AMID the varied foes that now menace him, the many dangers which now surround him, the Irish landlord is threatened with extinction, as a class, if not as an individuak His last remaining chance of continued existence appeared to lie in the Property Defence or Protection Association, but as it is averred that the 'wild birds' have not gained much from their 'Protection Act,' so in all probability this well-intentioned measure may not do more than defer for a time the period when the Irish landlord will be regarded as a curiosity of the past, a removed impediment in the onward path of liberty for a 'free and happy country.'

Before this extermination is effected, and some mummified specimen is placed in a museum ticketed as a species formerly met with, as was the Irish elk, we ask, What is an Irish landlord?

'More Hibernico!' We begin with those whom such a fate could never actually overtake; we name some of the most distinguished of the noble houses of the British Empire, magnates, who as an accidental attribute to their other qualities have become Irish landlords, bearing much the same relation to many of their class as does the favourite for the 'Derby' to his half-brother in the omnibus. The possessor of a large estate, with a fine castle or mansion beautifully situated by wild lake or mountain, but which, in the wealth of more splendid inheritances, is regarded as a possession of comparative insignificance, perhaps inhabited for a few weeks occasionally by some member of the family, who, in the event of good weather, enjoys the fishing and shooting, and thinks it a jolly place, but in 'fine soft weather,' as the people would say, is apt to depart after a short stay, with the settled conviction that it always rains in Ireland. The tenants regard their august landlord much perhaps as they do one of the saints, as a distant and invisible being, with power for good or ill to them—and is approached occasionally by addresses on family events, or by petitions for abatement of rent in bad seasons.
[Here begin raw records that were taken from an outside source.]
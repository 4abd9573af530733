//! 知识分类解析服务
//!
//! 复合编码 + 上下文做「先查后建」：同一八元组永远解析到同一个节点。

use rusqlite::Connection;
use tracing::info;

use crate::error::{AppError, AppResult, NotFoundError};
use crate::models::taxonomy::{TaxonomyContext, TaxonomyInput, TaxonomyRecord};
use crate::store::{masters, taxonomy};

/// 拼接复合分类编码
///
/// 格式: TAX{chapter}{topic}{subtopic}-B{board}-S{state}-M{medium}-STD{standard}-S{subject}
/// 知识点/子知识点为空时直接省略对应段。
pub fn build_taxonomy_code(
    chapter_code: &str,
    topic_code: &str,
    subtopic_code: &str,
    board_id: i64,
    state_id: i64,
    medium_id: i64,
    standard: &str,
    subject_id: i64,
) -> String {
    let mut base = format!("TAX{}", chapter_code);
    if !topic_code.is_empty() {
        base.push_str(topic_code);
    }
    if !subtopic_code.is_empty() {
        base.push_str(subtopic_code);
    }
    format!(
        "{}-B{}-S{}-M{}-STD{}-S{}",
        base, board_id, state_id, medium_id, standard, subject_id
    )
}

/// 解析（或懒创建）一个分类节点
///
/// 选题过滤完全依赖 board/state，上下文缺失时立刻报错而不是静默降级。
pub fn resolve(
    conn: &Connection,
    input: &TaxonomyInput,
    ctx: &TaxonomyContext,
) -> AppResult<TaxonomyRecord> {
    if !masters::board_exists(conn, ctx.board_id)? {
        return Err(AppError::NotFound(NotFoundError::Board { id: ctx.board_id }));
    }
    if !masters::state_exists(conn, ctx.state_id)? {
        return Err(AppError::NotFound(NotFoundError::State { id: ctx.state_id }));
    }

    let taxonomy_code = build_taxonomy_code(
        &input.chapter_code,
        &input.topic_code,
        &input.subtopic_code,
        ctx.board_id,
        ctx.state_id,
        ctx.medium_id,
        &input.standard,
        ctx.subject_id,
    );

    if let Some(existing) = taxonomy::find_by_code(conn, &taxonomy_code)? {
        return Ok(existing);
    }

    // 名称继承：输入为空时反查复用编码的既有名称，全新编码给占位名
    let chapter_name = inherit_name(
        &input.chapter_name,
        taxonomy::chapter_name_by_code(conn, &input.chapter_code)?,
        || format!("章节 {}", input.chapter_code),
    );
    let topic_name = if input.topic_code.is_empty() {
        String::new()
    } else {
        inherit_name(
            &input.topic_name,
            taxonomy::topic_details_by_code(conn, &input.topic_code)?.map(|(name, _, _)| name),
            || format!("知识点 {}", input.topic_code),
        )
    };
    let subtopic_name = if input.subtopic_code.is_empty() {
        String::new()
    } else {
        inherit_name(
            &input.subtopic_name,
            taxonomy::subtopic_name_by_code(conn, &input.subtopic_code)?,
            || format!("子知识点 {}", input.subtopic_code),
        )
    };

    let mut record = TaxonomyRecord {
        id: 0,
        taxonomy_code: taxonomy_code.clone(),
        subject_id: ctx.subject_id,
        medium_id: ctx.medium_id,
        standard: input.standard.clone(),
        chapter_code: input.chapter_code.clone(),
        chapter_name,
        topic_code: input.topic_code.clone(),
        topic_name,
        subtopic_code: input.subtopic_code.clone(),
        subtopic_name,
        board_id: ctx.board_id,
        state_id: ctx.state_id,
    };
    record.id = taxonomy::insert(conn, &record)?;

    info!("创建分类节点: {}", taxonomy_code);
    Ok(record)
}

fn inherit_name(
    provided: &str,
    existing: Option<String>,
    placeholder: impl FnOnce() -> String,
) -> String {
    let trimmed = provided.trim();
    if !trimmed.is_empty() {
        return trimmed.to_string();
    }
    existing.unwrap_or_else(placeholder)
}

#[cfg(test)]
mod tests {
    use super::*;

    #[test]
    fn taxonomy_code_skips_empty_segments() {
        let code = build_taxonomy_code("C001", "", "", 7, 9, 3, "10", 11);
        assert_eq!(code, "TAXC001-B7-S9-M3-STD10-S11");
    }

    #[test]
    fn taxonomy_code_full_hierarchy() {
        let code = build_taxonomy_code("C000", "T000", "S001", 7, 9, 3, "10", 11);
        assert_eq!(code, "TAXC000T000S001-B7-S9-M3-STD10-S11");
    }
}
'Præsens divus habebitur,' 'his honour,' the agent, who, possessed of as much power, and generally more capacity than the surrounding gentry of the county, works the estate in a liberal and efficient manner, with ample means at his command for outlay and improvement, is himself provided with a good residence, adds the initials J.P. to his name, hunts regularly, or drives good horses, and in every respect occupies the position of a country gentleman, and who, unless he should be so unfortunate as to become hopelessly unpopular with the tenants, enjoys the estate free from many of the vexations pressing on a resident owner.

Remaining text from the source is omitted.